NIC. DICKEN

Es dürfte nur die wenigsten Menschen in Luxemburg gewundert haben, dass der Aufruf zur Unterzeichnung einer Petition, die der luxemburgischen Sprache eine Priorität auch im Bereich von Verwaltungsvorgängen einräumen soll, auf Anhieb großen Zuspruch gefunden hat und demnach zu einer ausführlichen öffentlichen und politischen Diskussion führen sollte. Wir sind „houfreg“ darauf, unsere Identität auch als Kleinstaat in einer rasch sich wandelnden Welt behaupten zu können und sehen, sicher nicht zu Unrecht, gerade auch den Gebrauch unserer ureigenen Sprache als wesentliches Merkmal dieser Identität.
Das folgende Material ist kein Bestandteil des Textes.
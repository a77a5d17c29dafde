//! Contains utilities shared by the protocol modules.

use crate::ip::Ipv4Address;

/// A calculator for the Internet checksum used by TCP and its pseudo header.
#[derive(Debug, Default, Clone, Copy, PartialEq, Eq, Hash)]
pub struct Checksum {
    sum: u16,
    /// A byte left over from an odd-length run, waiting for its partner.
    pending: Option<u8>,
}

impl Checksum {
    /// Creates a new checksum calculator.
    pub fn new() -> Self {
        Self::default()
    }

    /// Adds a `u16` to the checksum value.
    pub fn add_u16(&mut self, value: u16) {
        let (sum, carry) = self.sum.overflowing_add(value);
        self.sum = sum + carry as u16;
    }

    /// Adds `u16` formed by two `u8`s to the checksum value.
    pub fn add_u8(&mut self, a: u8, b: u8) {
        self.add_u16(u16::from_be_bytes([a, b]));
    }

    /// Adds two `u16`s to the checksum value by splitting a `u32` in half.
    pub fn add_u32(&mut self, value: [u8; 4]) {
        self.add_u8(value[0], value[1]);
        self.add_u8(value[2], value[3]);
    }

    /// Adds a run of bytes. Runs may be fed one after another, as with the
    /// chunks of a buffer chain; an odd byte at the end of one run pairs up
    /// with the first byte of the next.
    pub fn accumulate(&mut self, bytes: &[u8]) {
        let mut bytes = bytes.iter().copied();
        if let Some(high) = self.pending.take() {
            match bytes.next() {
                Some(low) => self.add_u8(high, low),
                None => {
                    self.pending = Some(high);
                    return;
                }
            }
        }
        while let Some(high) = bytes.next() {
            match bytes.next() {
                Some(low) => self.add_u8(high, low),
                None => self.pending = Some(high),
            }
        }
    }

    /// Adds the TCP/UDP pseudo header for IPv4.
    pub fn add_pseudo_header(
        &mut self,
        src: Ipv4Address,
        dst: Ipv4Address,
        protocol: u8,
        length: u16,
    ) {
        self.add_u32(src.into());
        self.add_u32(dst.into());
        self.add_u8(0, protocol);
        self.add_u16(length);
    }

    /// Computes the final checksum value. A trailing odd byte is padded with
    /// zero.
    pub fn as_u16(&self) -> u16 {
        let mut this = *self;
        if let Some(high) = this.pending.take() {
            this.add_u8(high, 0);
        }
        !this.sum
    }
}

/// One end of a TCP connection.
#[derive(Debug, Clone, Copy, PartialEq, Eq, Hash, Default)]
pub struct Endpoint {
    pub address: Ipv4Address,
    pub port: u16,
}

impl Endpoint {
    pub const fn new(address: Ipv4Address, port: u16) -> Self {
        Self { address, port }
    }
}

/// The pair of endpoints identifying a connection from the local side.
#[derive(Debug, Clone, Copy, PartialEq, Eq, Hash, Default)]
pub struct Endpoints {
    pub local: Endpoint,
    pub remote: Endpoint,
}

impl Endpoints {
    pub const fn new(local: Endpoint, remote: Endpoint) -> Self {
        Self { local, remote }
    }

    /// The same connection seen from the remote side.
    pub const fn reverse(self) -> Self {
        Self {
            local: self.remote,
            remote: self.local,
        }
    }
}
Wir bedienen uns selbstverständlich im täglichen Umgang mit Nachbarn, Arbeitskollegen und Freunden unserer vertrauten Sprache, in die sich mittlerweile jedoch eine Unmenge an neuen Begriffen hineingeschmuggelt haben, die wir ausschließlich dem deutschen, dem französischen oder auch dem angelsächsischen Sprachgebrauch entnommen haben. Puristen nehmen das mit Schaudern zur Kenntnis, kommen aber auch nicht an der Einsicht vorbei, dass das über die Generationen weitervermittelte „Stacklëtzebuergesch“ im Endeffekt jedoch nur einen sehr begrenzten Wortschatz hat, der zwar für den gelegentlichen „small talk“ - hoppla, was war das denn jetzt? - also für das „Gespréich ënner Noper“ durchwegs ausreicht, bei jeder technischen, juristischen oder kulturellen Auseinandersetzung jedoch hoffnungslos im Wirrwarr von nichtluxemburgischen Fachausdrücken untergeht.

So sympathisch und authentisch uns der Vorschlag, der luxemburgischen Sprache für die administrativen Vorgänge eine absolute Priorität einzuräumen, auch erscheinen mag, so bitten wir andererseits, darauf zu achten „d’Kand nët mam Buedwaasser auszuschëdden“. Bei allem Pioniergeist und guten Willen sollte nämlich nicht außer Acht gelassen werden, dass sich auch die eingefleischten Luxemburger, von ein paar hundert literarisch stark fixierten Mitbürgern einmal abgesehen, mit unserer Sprache durchaus schwer tun, sobald der Gebrauch über den verbalen Wortwechsel hinausgeht. In dieser Hinsicht sollten wir uns denn auch nicht selbst belügen und uns bewusst werden, sofern wir es nicht schon sind, dass der schriftliche Gebrauch unserer Sprache nicht nur für die literarisch weniger interessierten Zeitgenossen zu einem echten Problem werden würde. Weil gerade im, weitestgehend juristisch geprägten, verwaltungstechnischen Schriftverkehr die Präzision der Sprache eine sehr wichtige Rolle spielt, würden selbst die ferventesten Verteidiger des „Lëtzebuergeschen“ schnell in Bedrängnis geraten.

Das sollte uns auf der anderen Seite keineswegs davon abhalten, mit Überzeugung, aber auch mit der gebotenen Behutsamkeit, allen Menschen, die aus anderen Sprachräumen aus der ganzen Welt zu uns gekommen sind, den Gebrauch unserer Sprache nahe zu legen und ihnen helfen, sich damit anzufreunden.

Gerade dieses Benehmen ist nämlich auch ein wesentliches Stück unserer Identität. Wir sind mit der Offenheit gegenüber auswärtigen Einflüssen in Luxemburg wirtschaftlich und sozial gut gefahren und sollten dies auch mit Augenmaß und Pragmatismus so fortsetzen.